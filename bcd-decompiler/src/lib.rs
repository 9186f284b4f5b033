pub mod cfg;
pub mod condition;
pub mod error;
pub mod options;
pub mod patterns;
pub mod region;
pub mod simplify;
pub mod stack;
pub mod structuring;

pub use error::{DecompileError, Result};
pub use options::DecompilerOptions;

use bcd_ir::instruction::MethodCode;
use bcd_ir::locals::LocalsResolver;
use bcd_ir::stmt::Stmt;

use cfg::CFG;

/// Decompile a method body into structured statements.
pub fn decompile_method(code: &MethodCode, locals: &dyn LocalsResolver) -> Result<Vec<Stmt>> {
    decompile_method_with(code, locals, &DecompilerOptions::default())
}

/// [`decompile_method`] with explicit options.
pub fn decompile_method_with(
    code: &MethodCode,
    locals: &dyn LocalsResolver,
    options: &DecompilerOptions,
) -> Result<Vec<Stmt>> {
    if code.is_empty() {
        return Ok(Vec::new());
    }
    let mut cfg = CFG::build(code)?;
    simplify::simplify(&mut cfg, code)?;
    log::debug!("simplified block graph:\n{}", cfg.dump());
    let sections = region::Partitioner::new(&mut cfg, code, locals, options).partition()?;
    structuring::structure_method(&cfg, code, locals, options, sections)
}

- - - -

> _Exercise prompt_
Take the lines from the first line of the listing to the line containing "use cfg::CFG;". Please print them exactly, ends included, with nothing else.

> _Output below_
filename bcd-decompiler/src/lib.rs
repository 9186f284b4f5b033
pub mod cfg;
pub mod condition;
pub mod error;
pub mod options;
pub mod patterns;
pub mod region;
pub mod simplify;
pub mod stack;
pub mod structuring;

pub use error::{DecompileError, Result};
pub use options::DecompilerOptions;

use bcd_ir::instruction::MethodCode;
use bcd_ir::locals::LocalsResolver;
use bcd_ir::stmt::Stmt;

use cfg::CFG;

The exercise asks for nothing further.